Durante a leitura da obra foi impossível não identificar pontos
em comum com o atual governo brasileiro - seja pelo uso da propaganda para
promover a desinformação e assim continuar controlando as massas; a reverência
a bandeira e os feitos dos militares no passado; as regalias que os grupos
dominantes esbanjavam, enquanto os mais pobres passavam fome; mudança de leis
para atender aos interesses de determinado grupo; ideia de perseguição. Essa
identificação me causou tristeza já que em 1945 abominávamos os governos
fascistas que se utilizavam desses métodos e hoje contribuímos para eleger
políticos tão nefastos quanto.
"O Homem é a única criatura que consome sem produzir. Ele
não dá leite, não põe ovos, é fraco demais para puxar o arado, não consegue
correr com velocidade suficiente para alcançar um coelho. E no entanto é o
senhor de todos animais. Ele nos faz trabalhar, e só nos dá de volta o mínimo
que nos impeça de morrer de fome, guardando todo o resto para si próprio. Nosso
trabalho lavra a terra, nosso estrume a fertiliza, e no entanto nenhum de nós é
dono de outra coisa senão a própria pele..."

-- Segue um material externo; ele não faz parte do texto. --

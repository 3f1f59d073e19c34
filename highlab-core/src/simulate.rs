//! Breakout-entry / fixed-hold trade simulation.
//!
//! Two states, FLAT and LONG, plus a pending-entry flag while FLAT. A day
//! whose high exceeds the maximum of the remainder of its forward window is
//! a breakout; the entry fills at the next processed observation's open and
//! the exit at the open of the first observation held at least `hold_days`
//! calendar days. Observations with an incomplete annotation are skipped
//! entirely — they neither arm nor advance state.

use chrono::{Duration, NaiveDate};
use thiserror::Error;

use crate::annotate::AnnotatedSeries;
use crate::domain::TradeEvent;

/// Default holding period: one calendar week.
pub const DEFAULT_HOLD_DAYS: i64 = 7;

/// Rejected simulator parameter.
#[derive(Debug, Error)]
#[error("holding period must be at least 1 day, got {days}")]
pub struct InvalidHold {
    pub days: i64,
}

#[derive(Debug, Clone, Copy)]
enum State {
    Flat { pending_entry: bool },
    Long { entry_date: NaiveDate, entry_price: f64 },
}

/// Replays the breakout rule over an annotated series.
#[derive(Debug, Clone, Copy)]
pub struct BreakoutSimulator {
    hold: Duration,
}

impl Default for BreakoutSimulator {
    fn default() -> Self {
        Self { hold: Duration::days(DEFAULT_HOLD_DAYS) }
    }
}

impl BreakoutSimulator {
    pub fn new(hold_days: i64) -> Result<Self, InvalidHold> {
        if hold_days < 1 {
            return Err(InvalidHold { days: hold_days });
        }
        Ok(Self { hold: Duration::days(hold_days) })
    }

    pub fn hold_days(&self) -> i64 {
        self.hold.num_days()
    }

    /// Returns the ordered trade events. A position still open at the end
    /// of data emits nothing.
    ///
    /// A breakout on the pending-entry day re-arms instead of entering:
    /// the fill waits for the first non-breakout observation.
    pub fn simulate(&self, annotated: &AnnotatedSeries) -> Vec<TradeEvent> {
        let mut trades = Vec::new();
        let mut state = State::Flat { pending_entry: false };

        for (obs, annotation) in annotated.iter() {
            if !annotation.complete {
                continue;
            }
            match state {
                State::Flat { pending_entry } => {
                    if annotation.window_max < obs.high {
                        state = State::Flat { pending_entry: true };
                        continue;
                    }
                    if pending_entry {
                        state = State::Long { entry_date: obs.date, entry_price: obs.open };
                    }
                }
                State::Long { entry_date, entry_price } => {
                    if obs.date - entry_date < self.hold {
                        continue;
                    }
                    trades.push(TradeEvent {
                        entry_date,
                        entry_price,
                        exit_date: obs.date,
                        exit_price: obs.open,
                    });
                    state = State::Flat { pending_entry: false };
                }
            }
        }

        trades
    }
}

#[cfg(test)]
mod tests {
    use super::*;
    use crate::annotate::SlidingWindowAnnotator;
    use crate::domain::{PriceObservation, PriceSeries};

    fn obs(day: u32, open: f64, high: f64, close: f64) -> PriceObservation {
        PriceObservation {
            date: NaiveDate::from_ymd_opt(2024, 1, 1).unwrap() + Duration::days(day as i64 - 1),
            open,
            high,
            low: open.min(close) - 1.0,
            close,
            volume: 1000.0,
            adj_close: close,
        }
    }

    /// Builds a series annotated with a 5-day span.
    fn annotated(rows: &[(u32, f64, f64, f64)]) -> AnnotatedSeries {
        let series = PriceSeries::new(
            "7203",
            rows.iter().map(|&(d, o, h, c)| obs(d, o, h, c)).collect(),
        )
        .unwrap();
        SlidingWindowAnnotator::new(5).unwrap().annotate(series)
    }

    fn simulator(hold_days: i64) -> BreakoutSimulator {
        BreakoutSimulator::new(hold_days).unwrap()
    }

    #[test]
    fn breakout_enters_next_day_and_exits_after_hold() {
        // Day 2's high (120) tops every later close in its 5-day window, so
        // it arms the entry. Day 3 is not itself a breakout (its window max
        // 106 equals its high), so the entry fills at day 3's open; the exit
        // fills at day 10, the first row held >= 7 calendar days. The tail
        // rows only exist to make the earlier rows complete.
        let annotated = annotated(&[
            (1, 100.0, 101.0, 100.0),
            (2, 100.0, 120.0, 110.0),
            (3, 105.0, 106.0, 103.0),
            (4, 104.0, 107.0, 106.0),
            (5, 105.0, 106.0, 105.0),
            (8, 104.0, 105.0, 104.0),
            (10, 101.0, 102.0, 100.0),
            (16, 100.0, 101.0, 99.0),
            (17, 99.0, 100.0, 98.0),
            (18, 98.0, 99.0, 97.0),
        ]);
        let trades = simulator(7).simulate(&annotated);
        assert_eq!(trades.len(), 1);
        let trade = &trades[0];
        assert_eq!(trade.entry_date, NaiveDate::from_ymd_opt(2024, 1, 3).unwrap());
        assert_eq!(trade.entry_price, 105.0);
        assert_eq!(trade.exit_date, NaiveDate::from_ymd_opt(2024, 1, 10).unwrap());
        assert_eq!(trade.exit_price, 101.0);
        assert!(trade.holding_days() >= 7);
    }

    #[test]
    fn incomplete_annotations_neither_arm_nor_enter() {
        // Every row is within the span of the last date: all incomplete.
        let annotated = annotated(&[(1, 100.0, 200.0, 100.0), (2, 100.0, 100.5, 100.0)]);
        assert!(annotated.annotations().iter().all(|a| !a.complete));
        assert!(BreakoutSimulator::default().simulate(&annotated).is_empty());
    }

    #[test]
    fn open_position_at_end_of_data_emits_nothing() {
        let annotated = annotated(&[
            (1, 100.0, 120.0, 110.0), // breakout, arms
            (2, 111.0, 112.0, 111.0), // entry (window max 112 == high)
            (3, 112.0, 113.0, 112.0), // held
            (9, 100.0, 101.0, 100.0),
            (10, 100.0, 101.0, 100.0),
        ]);
        // Rows 1-3 are complete; the 30-day hold never elapses before the
        // incomplete tail, so the open position is discarded.
        let trades = simulator(30).simulate(&annotated);
        assert!(trades.is_empty());
    }

    #[test]
    fn breakout_on_pending_day_defers_entry() {
        let annotated = annotated(&[
            (1, 100.0, 130.0, 110.0), // breakout, arms
            (2, 108.0, 129.0, 107.0), // breakout again, re-arms
            (3, 108.0, 109.0, 107.0), // window max 110 >= high: entry fills
            (4, 107.0, 111.0, 110.0),
            (5, 106.0, 107.0, 105.0),
            (10, 105.0, 106.0, 104.0), // exit (>= 7 days)
            (16, 104.0, 105.0, 103.0),
            (17, 103.0, 104.0, 102.0),
            (18, 102.0, 103.0, 101.0),
        ]);
        let trades = simulator(7).simulate(&annotated);
        assert_eq!(trades.len(), 1);
        assert_eq!(trades[0].entry_date, NaiveDate::from_ymd_opt(2024, 1, 3).unwrap());
        assert_eq!(trades[0].entry_price, 108.0);
    }

    #[test]
    fn non_positive_hold_is_rejected() {
        assert!(BreakoutSimulator::new(0).is_err());
        let err = BreakoutSimulator::new(-1).unwrap_err();
        assert_eq!(err.days, -1);
    }

    #[test]
    fn single_observation_yields_zero_trades() {
        let annotated = annotated(&[(1, 100.0, 101.0, 100.0)]);
        assert!(BreakoutSimulator::default().simulate(&annotated).is_empty());
    }
}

A escrita de Orwell merece inúmeros elogios, a escolha dos
momentos em que os fatos vão se desenrolando se mostram grandes acertos,
tornando a obra dinâmica e com a tensão palpável. Alguns desfechos são
emocionantes e é impossível o leitor ficar impassível com as pequenas e grandes
conquistas dos animais.
A Fazenda dos Animais é uma obra que se tornou um clássico e sai
direto da máquina do tempo para servir como denúncia do período em que vivemos
e nos convida a refletir sobre os governos que escolhemos e o preço que estamos
dispostos a pagar pela nossa omissão. Leitura imprescindível.
-
A Edição
A
Companhia das Letras preparou uma edição super especial para marcar esse grande
relançamento da obra de George Orwell. O primeiro destaque é a nova tradução, de
Paulo Henriques Britto, que tem uma proposta mais atualizada e renomeia o
livro, mudando A Revolução dos Bichos (tradução adotada por muitos anos no
Brasil) para A Fazenda dos Animais, título original. Vale ressaltar também o
projeto gráfico, com uma capa dura em tecido lindíssima e lombadas que lembram
presas animalescas. Além da história, o livro ainda oferece ao leitor algumas ilustrações, obras da artista
brasileira Vânia Mignone; um prefácio escrito pelo próprio autor (adaptado de
uma edição ucraniana); um posfácio escrito por Marcelo Pen - um importante
critico literário brasileiro; ilustrações sobre as capas que a obra teve pelo mundo,
ao longo desses 75 anos de lançada; e diversos ensaios que cobrem a recepção
crítica do livro desde o seu lançamento até os dias de hoje, e que merecem ser
lidas, uma vez que lançam sobre a obra novos pontos de vistas.
- Sobre o Autor
George Orwell
é um pseudônimo usado pelo escritor Eric Arthur Blair. O escritor, nascido em
25/06/1903 na Índia, teve uma vida cheia de aventuras que serviram como
material para seus livros. Fez parte da policia oficial da Birmânia (região da
Índia sob domínio da Inglaterra) e lutou na Guerra Civil da Espanha, onde quase
morreu após ser baleado na garganta. Terminada a Guerra, terminou sendo
perseguido sob a acusação de ser comunista. Assim, se refugiou na Inglaterra,
onde resolveu viver uma vida humilde e muitas vezes como andarilho das ruas.
"Vivenciar
tudo isso foi uma lição valiosa: ensinou-me como é fácil para a propaganda
totalitária controlar a opinião de pessoas educadas em países
democráticos."
Eric A. Blair,
faleceu em 21/01/1950, aos 46 anos, em decorrência de uma tuberculose pulmonar.
- Curiosidades
A Fazenda dos
Animais foi lançado mundialmente em 1945, e durante a Guerra Fria viu o
interesse por ela crescer, pois se acreditava que o livro era uma critica ao
Comunismo. Assim, a CIA a traduziu para inúmeros idiomas, chegando ao Brasil em
plena ditadura militar, no ano de 1964.
No Brasil, o
livro é mais conhecido como A Revolução dos Bichos, título que perdurou por
muitas traduções e ainda hoje é o mais utilizado pelas diversas editoras.